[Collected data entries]
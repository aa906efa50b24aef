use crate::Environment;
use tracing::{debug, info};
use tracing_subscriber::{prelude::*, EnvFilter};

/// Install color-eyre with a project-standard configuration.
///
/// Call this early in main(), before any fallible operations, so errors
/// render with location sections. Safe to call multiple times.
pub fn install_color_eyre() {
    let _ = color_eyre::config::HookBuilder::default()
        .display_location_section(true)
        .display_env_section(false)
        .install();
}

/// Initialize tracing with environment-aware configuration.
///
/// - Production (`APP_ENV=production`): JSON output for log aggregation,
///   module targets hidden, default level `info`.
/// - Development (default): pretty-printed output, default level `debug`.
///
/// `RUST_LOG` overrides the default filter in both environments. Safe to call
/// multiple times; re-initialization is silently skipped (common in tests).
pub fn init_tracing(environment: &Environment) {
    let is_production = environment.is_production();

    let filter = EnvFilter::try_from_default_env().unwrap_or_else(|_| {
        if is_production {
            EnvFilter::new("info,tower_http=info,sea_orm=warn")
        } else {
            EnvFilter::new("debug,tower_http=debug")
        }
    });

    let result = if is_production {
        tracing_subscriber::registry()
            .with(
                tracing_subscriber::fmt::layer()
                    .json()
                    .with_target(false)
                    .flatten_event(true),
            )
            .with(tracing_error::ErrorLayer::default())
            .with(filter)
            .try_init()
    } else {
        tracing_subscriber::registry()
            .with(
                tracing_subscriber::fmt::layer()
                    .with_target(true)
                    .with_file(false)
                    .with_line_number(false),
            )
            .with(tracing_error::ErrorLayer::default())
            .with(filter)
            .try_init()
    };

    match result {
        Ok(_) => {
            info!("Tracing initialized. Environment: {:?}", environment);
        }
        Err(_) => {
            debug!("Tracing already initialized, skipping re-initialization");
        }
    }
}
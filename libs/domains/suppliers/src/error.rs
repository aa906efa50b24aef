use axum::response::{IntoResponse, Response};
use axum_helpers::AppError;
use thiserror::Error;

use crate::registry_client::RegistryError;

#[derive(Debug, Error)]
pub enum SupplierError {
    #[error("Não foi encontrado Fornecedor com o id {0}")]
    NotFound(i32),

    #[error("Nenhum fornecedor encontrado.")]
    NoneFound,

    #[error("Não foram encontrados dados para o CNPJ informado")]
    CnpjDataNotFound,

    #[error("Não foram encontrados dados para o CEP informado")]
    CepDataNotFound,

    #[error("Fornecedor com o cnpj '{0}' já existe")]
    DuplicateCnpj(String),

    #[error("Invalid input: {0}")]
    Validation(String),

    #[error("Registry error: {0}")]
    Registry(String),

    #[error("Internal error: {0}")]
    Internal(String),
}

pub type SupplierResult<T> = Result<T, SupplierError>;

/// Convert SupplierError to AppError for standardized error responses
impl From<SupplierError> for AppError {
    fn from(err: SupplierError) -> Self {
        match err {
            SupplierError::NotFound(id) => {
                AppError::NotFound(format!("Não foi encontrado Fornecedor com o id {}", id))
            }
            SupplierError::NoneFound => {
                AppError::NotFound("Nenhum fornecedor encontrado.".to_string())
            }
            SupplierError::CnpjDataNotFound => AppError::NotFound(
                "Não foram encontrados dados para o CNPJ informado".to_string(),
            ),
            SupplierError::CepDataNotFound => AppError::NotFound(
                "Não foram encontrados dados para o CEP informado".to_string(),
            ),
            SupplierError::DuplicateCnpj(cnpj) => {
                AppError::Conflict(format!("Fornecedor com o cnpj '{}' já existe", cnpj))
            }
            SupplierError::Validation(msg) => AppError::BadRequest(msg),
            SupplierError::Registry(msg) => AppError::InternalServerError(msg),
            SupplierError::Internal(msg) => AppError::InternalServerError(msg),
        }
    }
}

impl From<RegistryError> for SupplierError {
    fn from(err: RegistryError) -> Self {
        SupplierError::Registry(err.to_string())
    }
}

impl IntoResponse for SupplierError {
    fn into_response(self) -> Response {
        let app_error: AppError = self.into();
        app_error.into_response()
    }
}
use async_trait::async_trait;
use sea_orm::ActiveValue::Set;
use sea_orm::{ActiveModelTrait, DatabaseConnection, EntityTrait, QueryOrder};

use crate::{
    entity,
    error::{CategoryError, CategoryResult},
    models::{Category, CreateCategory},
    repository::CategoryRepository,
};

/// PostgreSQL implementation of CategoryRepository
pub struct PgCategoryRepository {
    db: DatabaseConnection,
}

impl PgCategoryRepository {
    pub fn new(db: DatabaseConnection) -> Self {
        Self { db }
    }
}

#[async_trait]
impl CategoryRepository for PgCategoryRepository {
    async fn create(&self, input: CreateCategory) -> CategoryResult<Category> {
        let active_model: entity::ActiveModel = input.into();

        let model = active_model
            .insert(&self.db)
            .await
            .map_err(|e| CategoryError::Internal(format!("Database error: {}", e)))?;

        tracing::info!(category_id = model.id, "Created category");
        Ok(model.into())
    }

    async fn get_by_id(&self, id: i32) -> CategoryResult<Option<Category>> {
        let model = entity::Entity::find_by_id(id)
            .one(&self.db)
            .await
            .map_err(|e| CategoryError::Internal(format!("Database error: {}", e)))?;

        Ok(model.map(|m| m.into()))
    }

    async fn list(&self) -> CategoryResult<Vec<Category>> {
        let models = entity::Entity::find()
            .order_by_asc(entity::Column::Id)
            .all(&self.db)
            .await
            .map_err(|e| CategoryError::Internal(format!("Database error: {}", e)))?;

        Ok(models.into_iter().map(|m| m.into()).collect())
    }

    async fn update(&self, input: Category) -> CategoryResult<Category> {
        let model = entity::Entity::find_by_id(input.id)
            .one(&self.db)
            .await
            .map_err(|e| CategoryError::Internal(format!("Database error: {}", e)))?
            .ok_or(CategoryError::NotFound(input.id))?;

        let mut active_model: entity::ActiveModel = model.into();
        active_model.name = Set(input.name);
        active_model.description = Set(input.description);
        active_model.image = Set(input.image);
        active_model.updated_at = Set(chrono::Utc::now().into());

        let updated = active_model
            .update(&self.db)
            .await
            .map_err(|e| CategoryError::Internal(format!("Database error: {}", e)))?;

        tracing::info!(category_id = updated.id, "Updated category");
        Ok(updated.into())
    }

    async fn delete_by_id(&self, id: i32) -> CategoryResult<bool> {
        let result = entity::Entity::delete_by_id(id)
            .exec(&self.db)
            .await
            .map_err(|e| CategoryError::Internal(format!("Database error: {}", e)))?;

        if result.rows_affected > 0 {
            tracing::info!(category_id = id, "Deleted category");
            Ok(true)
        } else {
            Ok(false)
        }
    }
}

### What you should do
The lines from the first of the entries through the line holding "operations, so errors" are to be restated word for word, and no others.

### Answer area
repository aa906efa50b24aef
use crate::Environment;
use tracing::{debug, info};
use tracing_subscriber::{prelude::*, EnvFilter};

/// Install color-eyre with a project-standard configuration.
///
/// Call this early in main(), before any fallible operations, so errors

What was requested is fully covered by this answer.